The Dancing Goat also sells petite eggs from bantam hens, even tinier quail eggs and, until recently, duck eggs (coyotes polished off the last of Lunn’s ducks and she’s decided it’s not economical to replace them).

But it’s goat milk, of course, that The Dancing Goat is really about. A cadre of loyal customers shows up every week to pick up their supply of goat milk, yogurt, kefir (a fermented milk drink) and cheese. It all comes from Lunn’s farm near Odessa, where she’s been raising goats since the first four “does” arrived March 1, 2001 (“the day my life changed”). Recently she faced the sad prospect of putting down ailing 13 year old Esmerelda, the last of them. Of course, there’s always a new generation coming along. Though farm visits are discouraged, Lunn occasionally shows off irresistibly cute newborn goats at the St. Petersburg Saturday Morning Market.

Pet Consumption?

All of these products are promoted with the puzzling message, “For pet consumption only.” That’s because the milk is “raw,” meaning unpasteurized, and as such cannot be sold legally in Florida for human consumption. Twenty eight states in the US do allow raw milk sales, as well as most countries in Europe.

Health authorities say pasteurization is necessary to prevent transmission of dangerous bacteria such as E. coli and listeria. Raw milk advocates counter that pasteurization also destroys beneficial enzymes and “good” bacteria that contribute to flavor, and that outbreaks of foodborne illness are more often associated with industrial farming than with family farms.

By and large, customers are drawn by scientific evidence that goat milk is closer in its properties to human milk, making it easier for our bodies to metabolize minerals and other nutrients. Lunn’s customers rely on her assurances that the farm maintains scrupulously sanitary conditions.

While she’s tending the goats, her husband (formerly a chef) makes two kinds of cheese. The process for feta and chevre is similar: After the goat milk is heated with a culture, rennet is added to firm the curds. The whey is drained and the cheeses hung to drain for 12 to 24 hours. The difference in flavor comes from the type of culture—lipase gives feta its sharpness—and the fact that the feta is brined while the chevre is not.

Goats have the reputation of being indiscriminate eaters, but Lunn says hers have dainty habits, refusing to eat anything off the ground. Instead, they feast on grains such as oats, corn, barley, sunflower seeds and sprouts. To a couple who’s stopped by to ask about the feasibility of raising a goat or chicken on their own, Lunn explains, “You need at least two.
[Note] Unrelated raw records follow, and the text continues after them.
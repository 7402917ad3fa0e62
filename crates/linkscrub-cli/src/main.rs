use linkscrub_core::logging;

mod cli;

use crate::cli::CliCommand;

#[tokio::main]
async fn main() {
    // Initialize logging as early as possible.
    logging::init_logging();

    // Parse CLI and dispatch.
    match CliCommand::run_from_args().await {
        Ok(code) => std::process::exit(code),
        Err(err) => {
            eprintln!("linkscrub error: {:#}", err);
            std::process::exit(1);
        }
    }
}
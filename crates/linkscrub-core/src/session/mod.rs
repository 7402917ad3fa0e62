//! Sanitization session: state, actions, effects, and the state machine that
//! ties the extractor, sanitizer, preference store, and redirect resolver
//! together.

mod action;
mod machine;
mod params;
mod state;

pub use action::{Action, ButtonType, Effect, Message};
pub use machine::{Collaborators, PendingRedirect, SanitizeSession, SessionOptions};
pub use params::ParameterMap;
pub use state::{Hint, Phase, SanitizeState};

#[cfg(test)]
pub(crate) mod testing;

#[cfg(test)]
mod tests;
//! Canonical URL reconstruction from keep decisions.

use super::query::encode_component;
use super::{ParsedUrl, QueryParam};

/// Rebuilds `url` keeping only the parameters flagged `true`, in the order the
/// decisions are yielded.
///
/// An explicit port is written back, unlike a plain scheme + host + path
/// rebuild, so links to non-default ports keep working.
///
/// Scheme, host, port and the already-encoded path are copied verbatim; the
/// fragment is never emitted. A parameter without a value is written as a bare
/// `name`, an empty value as `name=`.
///
/// # Examples
///
/// - `https://shop.example/item?utm_source=ig&id=42` with nothing kept →
///   `"https://shop.example/item"`
pub fn sanitize_url<'a, I>(url: &ParsedUrl, decisions: I) -> String
where
    I: IntoIterator<Item = (&'a QueryParam, bool)>,
{
    let mut out = format!("{}://{}", url.scheme, url.host);
    if let Some(port) = url.port {
        out.push(':');
        out.push_str(&port.to_string());
    }
    out.push_str(&url.path);

    let mut first = true;
    for (param, keep) in decisions {
        if !keep {
            continue;
        }
        out.push(if first { '?' } else { '&' });
        first = false;
        out.push_str(&encode_component(&param.name));
        if let Some(value) = &param.value {
            out.push('=');
            out.push_str(&encode_component(value));
        }
    }
    out
}
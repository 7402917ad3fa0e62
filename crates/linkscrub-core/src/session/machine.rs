//! The single-owner sanitization state machine.

use std::sync::Arc;
use std::time::Duration;

use crate::config::LinkscrubConfig;
use crate::host_prefs::PreferenceStore;
use crate::redirect::RedirectResolver;
use crate::url_model::{extract, sanitize_url, ExtractError, ParsedUrl, QueryParam, SchemePolicy};

use super::action::{Action, ButtonType, Effect, Message};
use super::params::ParameterMap;
use super::state::{Hint, SanitizeState};

/// External collaborators a session talks to.
#[derive(Clone)]
pub struct Collaborators {
    pub prefs: Arc<dyn PreferenceStore>,
    pub resolver: Arc<dyn RedirectResolver>,
}

#[derive(Debug, Clone, Copy, PartialEq, Eq)]
pub struct SessionOptions {
    pub scheme_policy: SchemePolicy,
    /// Floor on how long a redirect lookup appears to take.
    pub min_resolve_duration: Duration,
}

impl Default for SessionOptions {
    fn default() -> Self {
        Self {
            scheme_policy: SchemePolicy::ForceHttps,
            min_resolve_duration: Duration::from_millis(1000),
        }
    }
}

impl From<&LinkscrubConfig> for SessionOptions {
    fn from(cfg: &LinkscrubConfig) -> Self {
        Self {
            scheme_policy: cfg.scheme_policy(),
            min_resolve_duration: cfg.min_resolve_duration(),
        }
    }
}

/// A redirect lookup handed out by [`SanitizeSession::begin_redirect`]. It
/// owns everything it needs so it can run on another task.
pub struct PendingRedirect {
    url: ParsedUrl,
    resolver: Arc<dyn RedirectResolver>,
    min_duration: Duration,
}

impl PendingRedirect {
    pub fn url(&self) -> &ParsedUrl {
        &self.url
    }

    /// Resolve, padding the elapsed time up to the configured floor.
    pub async fn run(self) -> Option<ParsedUrl> {
        let start = tokio::time::Instant::now();
        let resolved = self.resolver.resolve(&self.url).await;
        let elapsed = start.elapsed();
        if elapsed < self.min_duration {
            let delay = self.min_duration - elapsed;
            tracing::debug!(?delay, "padding redirect lookup");
            tokio::time::sleep(delay).await;
        }
        resolved
    }
}

/// Owns one session's [`SanitizeState`] and applies actions to it one at a
/// time. Persistence happens only in [`flush`](Self::flush).
pub struct SanitizeSession {
    state: SanitizeState,
    collaborators: Collaborators,
    options: SessionOptions,
}

impl SanitizeSession {
    pub fn new(collaborators: Collaborators, options: SessionOptions) -> Self {
        Self {
            state: SanitizeState::default(),
            collaborators,
            options,
        }
    }

    pub fn state(&self) -> &SanitizeState {
        &self.state
    }

    /// Apply an action to completion, including any redirect lookup.
    pub async fn apply(&mut self, action: Action) -> Vec<Effect> {
        match action {
            Action::IntentReceived { text, read_only } => {
                self.receive_intent(&text, read_only).await
            }
            Action::ParamToggled { param, keep } => {
                self.set_param(&param, keep);
                Vec::new()
            }
            Action::FetchRedirect => match self.begin_redirect() {
                Some(pending) => {
                    let resolved = pending.run().await;
                    self.finish_redirect(resolved).await
                }
                None => Vec::new(),
            },
            Action::ButtonTapped(kind) => self.button_tapped(kind),
            Action::Dismiss => vec![Effect::Finish],
        }
    }

    /// Start a session for `text`. A previously loaded URL is flushed first,
    /// since each inbound text is its own session.
    pub async fn receive_intent(&mut self, text: &str, read_only: bool) -> Vec<Effect> {
        let url = match extract(text, self.options.scheme_policy) {
            Ok(url) => url,
            Err(ExtractError::NotDetected) => {
                tracing::error!(text, "unable to detect URL in received text");
                return vec![Effect::ShowErrorAndFinish(Message::UrlNotDetected)];
            }
            Err(e) => {
                tracing::error!(error = %e, "unable to parse URL");
                return vec![Effect::ShowErrorAndFinish(Message::UnableToParse)];
            }
        };

        if self.state.original_url.is_some() {
            self.flush().await;
        }

        let parameters = self.build_parameters(&url).await;
        let sanitized_url = sanitize_url(&url, parameters.iter());
        self.state = SanitizeState {
            original_url: Some(url),
            parameters,
            sanitized_url,
            read_only,
            loading: false,
            hint: Hint::Default,
        };
        tracing::debug!(state = ?self.state, "intent processed");
        Vec::new()
    }

    /// Set the keep flag for `param`. Unknown keys are ignored; returns whether
    /// the key existed.
    pub fn set_param(&mut self, param: &QueryParam, keep: bool) -> bool {
        tracing::debug!(%param, keep, "param toggled");
        if !self.state.parameters.set(param, keep) {
            tracing::warn!(%param, "toggle for unknown parameter ignored");
            return false;
        }
        self.recompute();
        true
    }

    /// Flip the keep flag for `param`.
    pub fn toggle(&mut self, param: &QueryParam) -> bool {
        match self.state.parameters.get(param) {
            Some(keep) => self.set_param(param, !keep),
            None => false,
        }
    }

    /// Enter the resolving phase. Returns `None` (and changes nothing) when
    /// there is no URL or a lookup is already outstanding.
    pub fn begin_redirect(&mut self) -> Option<PendingRedirect> {
        let url = self.state.original_url.clone()?;
        if self.state.loading {
            tracing::debug!("redirect lookup already in progress; ignoring");
            return None;
        }
        self.state.loading = true;
        Some(PendingRedirect {
            url,
            resolver: Arc::clone(&self.collaborators.resolver),
            min_duration: self.options.min_resolve_duration,
        })
    }

    /// Apply the outcome of a lookup started by [`begin_redirect`](Self::begin_redirect).
    pub async fn finish_redirect(&mut self, resolved: Option<ParsedUrl>) -> Vec<Effect> {
        match resolved {
            Some(url) => {
                tracing::debug!(%url, "URL redirect detected");
                let parameters = self.build_parameters(&url).await;
                self.state.sanitized_url = sanitize_url(&url, parameters.iter());
                self.state.original_url = Some(url);
                self.state.parameters = parameters;
                self.state.hint = Hint::Default;
                self.state.loading = false;
                Vec::new()
            }
            None => {
                tracing::debug!("no redirect detected");
                self.state.hint = Hint::NoRedirectDetected;
                self.state.loading = false;
                vec![Effect::ShowToast(Message::RedirectNotDetected)]
            }
        }
    }

    /// Abandon an outstanding lookup started by
    /// [`begin_redirect`](Self::begin_redirect). URL, parameters and hint are
    /// left as they were.
    pub fn cancel_redirect(&mut self) {
        if self.state.loading {
            tracing::debug!("redirect lookup cancelled");
            self.state.loading = false;
        }
    }

    pub fn button_tapped(&self, kind: ButtonType) -> Vec<Effect> {
        tracing::debug!(?kind, "button tapped");
        if self.state.original_url.is_none() {
            tracing::warn!(?kind, "button tapped with no URL loaded; ignoring");
            return Vec::new();
        }
        let url = self.state.sanitized_url.clone();
        match kind {
            ButtonType::Copy => vec![Effect::CopyUrl(url), Effect::Finish],
            ButtonType::Open => vec![Effect::OpenUrl(url)],
            ButtonType::Share => vec![Effect::ShareUrl(url)],
            ButtonType::Return if self.state.read_only => {
                tracing::warn!("return requested for a read-only session; ignoring");
                Vec::new()
            }
            ButtonType::Return => vec![Effect::ReturnUrl(url)],
        }
    }

    /// Persist the names of every kept parameter for the current host.
    /// Failures are logged and otherwise ignored.
    pub async fn flush(&self) {
        let Some(host) = self.state.host() else {
            return;
        };
        let names = self.state.parameters.kept_names();
        tracing::debug!(host, ?names, "persisting enabled params");
        if let Err(e) = self
            .collaborators
            .prefs
            .set_enabled_params(host, &names)
            .await
        {
            tracing::warn!(host, "failed to persist enabled params: {e:#}");
        }
    }

    fn recompute(&mut self) {
        self.state.sanitized_url = match &self.state.original_url {
            Some(url) => sanitize_url(url, self.state.parameters.iter()),
            None => String::new(),
        };
    }

    /// Remembered names for the URL's host; read failures count as "nothing
    /// remembered".
    async fn build_parameters(&self, url: &ParsedUrl) -> ParameterMap {
        let kept = match self.collaborators.prefs.enabled_params(url.host()).await {
            Ok(names) => names,
            Err(e) => {
                tracing::warn!(host = url.host(), "failed to read enabled params: {e:#}");
                Vec::new()
            }
        };
        ParameterMap::from_url(url, &kept)
    }
}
Otherwise, they won’t be happy.

When she’s not running her farm or making goat-milk soap with exotic aromas like sandalwood and Rooibos, Lunn takes her goats and chickens to shows, where the goats are judged on their milking capacity and hens like her Mille Fleurs are, one hopes, judged on their gorgeous plumage. She also serves as a mentor to 4H and FFA students and is an active member of the Florida Association of Farmers Markets.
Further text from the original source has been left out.